Algo misterioso se quebrou, e tudo, no repente , ficou imobilizado.

Há um tempo necessário de reabilitação... mas, enquanto não acontece, há que ter delicadeza e paciência.
Mas, como ter paciência, se o espírito está encarcerado, impotente, e confuso?

Os caminhos que surgem, alternativos, não podem ser trilhados na base do palmilhar a pé, tateando a terra, buscando aprendizado por tentativa-e-erro, por ter sido maré forte de tristes acontecimentos que abalaram a fé, a confiança, a alegria.

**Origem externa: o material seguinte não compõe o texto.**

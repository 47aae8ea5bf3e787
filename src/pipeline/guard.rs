//! At most one in-flight cycle per ticket.
//!
//! Cycles for different tickets run concurrently; a second trigger for a
//! ticket that is still running is rejected rather than queued. Claims are
//! taken synchronously before a task is spawned and released on drop, so a
//! panicking or failing cycle never leaves its ticket locked.

use std::sync::Arc;

use dashmap::DashSet;
use futures::future::join_all;
use tokio::task::JoinHandle;
use tracing::{error, info, warn};

use super::cycle::{CycleOutcome, FeedbackPipeline};
use crate::errors::CycleError;

/// Set of tickets with a running cycle.
#[derive(Debug, Clone, Default)]
pub struct InFlightTickets {
    keys: Arc<DashSet<String>>,
}

/// Held for the duration of one cycle; releases the ticket on drop.
#[derive(Debug)]
pub struct TicketClaim {
    key: String,
    keys: Arc<DashSet<String>>,
}

impl TicketClaim {
    pub fn key(&self) -> &str {
        &self.key
    }
}

impl Drop for TicketClaim {
    fn drop(&mut self) {
        self.keys.remove(&self.key);
    }
}

impl InFlightTickets {
    pub fn new() -> Self {
        Self::default()
    }

    /// Claim `key`, or `None` if a cycle for it is already running.
    pub fn try_claim(&self, key: &str) -> Option<TicketClaim> {
        if self.keys.insert(key.to_string()) {
            Some(TicketClaim {
                key: key.to_string(),
                keys: Arc::clone(&self.keys),
            })
        } else {
            None
        }
    }

    pub fn is_running(&self, key: &str) -> bool {
        self.keys.contains(key)
    }

    pub fn len(&self) -> usize {
        self.keys.len()
    }

    pub fn is_empty(&self) -> bool {
        self.keys.is_empty()
    }
}

/// Launches feedback cycles under the per-ticket guard.
#[derive(Clone)]
pub struct FeedbackRunner {
    pipeline: Arc<FeedbackPipeline>,
    in_flight: InFlightTickets,
}

impl FeedbackRunner {
    pub fn new(pipeline: FeedbackPipeline) -> Self {
        Self {
            pipeline: Arc::new(pipeline),
            in_flight: InFlightTickets::new(),
        }
    }

    pub fn in_flight(&self) -> &InFlightTickets {
        &self.in_flight
    }

    fn claim(&self, key: &str) -> Result<TicketClaim, CycleError> {
        self.in_flight.try_claim(key).ok_or_else(|| {
            warn!(ticket = key, "Feedback cycle already running, ignoring trigger");
            CycleError::AlreadyRunning {
                ticket: key.to_string(),
            }
        })
    }

    /// Run a cycle to completion on the current task.
    pub async fn run(&self, key: &str) -> Result<CycleOutcome, CycleError> {
        let _claim = self.claim(key)?;
        self.pipeline.process_ticket(key).await
    }

    /// Fire-and-forget: start a cycle in the background.
    ///
    /// The ticket is claimed before this returns, so an immediate second
    /// `spawn` for the same key fails with `AlreadyRunning`.
    pub fn spawn(&self, key: &str) -> Result<JoinHandle<Result<CycleOutcome, CycleError>>, CycleError> {
        let claim = self.claim(key)?;
        let pipeline = Arc::clone(&self.pipeline);

        Ok(tokio::spawn(async move {
            let result = pipeline.process_ticket(claim.key()).await;
            match &result {
                Ok(outcome) => info!(ticket = claim.key(), ?outcome, "Feedback cycle finished"),
                Err(e) => error!(ticket = claim.key(), error = %e, "Feedback cycle failed"),
            }
            drop(claim);
            result
        }))
    }

    /// Run cycles for several tickets concurrently and collect every result
    /// in input order.
    pub async fn run_all(&self, keys: &[String]) -> Vec<(String, Result<CycleOutcome, CycleError>)> {
        let mut pending = Vec::with_capacity(keys.len());
        let mut results: Vec<Option<Result<CycleOutcome, CycleError>>> = Vec::with_capacity(keys.len());

        for key in keys {
            match self.spawn(key) {
                Ok(handle) => {
                    pending.push((results.len(), key.clone(), handle));
                    results.push(None);
                }
                Err(e) => results.push(Some(Err(e))),
            }
        }

        let (slots, handles): (Vec<_>, Vec<_>) = pending
            .into_iter()
            .map(|(slot, key, handle)| ((slot, key), handle))
            .unzip();
        for ((slot, key), joined) in slots.into_iter().zip(join_all(handles).await) {
            results[slot] = Some(joined.unwrap_or_else(|e| {
                Err(CycleError::TaskAborted {
                    ticket: key,
                    message: e.to_string(),
                })
            }));
        }

        keys.iter()
            .cloned()
            .zip(results)
            .filter_map(|(key, result)| result.map(|r| (key, r)))
            .collect()
    }
}
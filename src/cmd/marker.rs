//! Watermark marker preview — `review-responder marker`.

use chrono::Utc;
use review_responder::config::ResponderConfig;
use review_responder::feedback::render_marker_comment;

pub fn cmd_marker(config: &ResponderConfig, redact: bool) {
    println!("{}", render_marker_comment(config.marker(), Utc::now(), redact));
}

Na escura tristeza e confusão, a asa quebrada é o convite para imobilização e meditação. Nenhuma ação possível, a não ser restaurar a imaginação, clarear o espírito sombrio, verificar as condições de restabelecimento da vida e da energia.

Asa quebrada é a imagem materializada da vulnerável condição humana: às vezes somos de aço, às vezes de vidro. Resilientes, por vezes, e náufragos descrentes em um resgate que se nos parece milagroso.

Discernir as miragens das percepções úteis e certeiras, quando há quebra de asas, é tarefa minuciosa e doída. A realidade se nos parece espelho dos sentimentos-nuvens que nos atravessam. Se as nuvens são negras e tempestuosas, assim vemos a realidade.

Melhor esperar o tempo de volver a voar: o tempo que seja necessário, aqui, onde ainda é possível recolher as asas para um futuro incerto.

Não esquecer que asas se quebram, quando o voo exige demais do espírito pássaro. Não esquecer o devido cuidado para que elas se regenerem.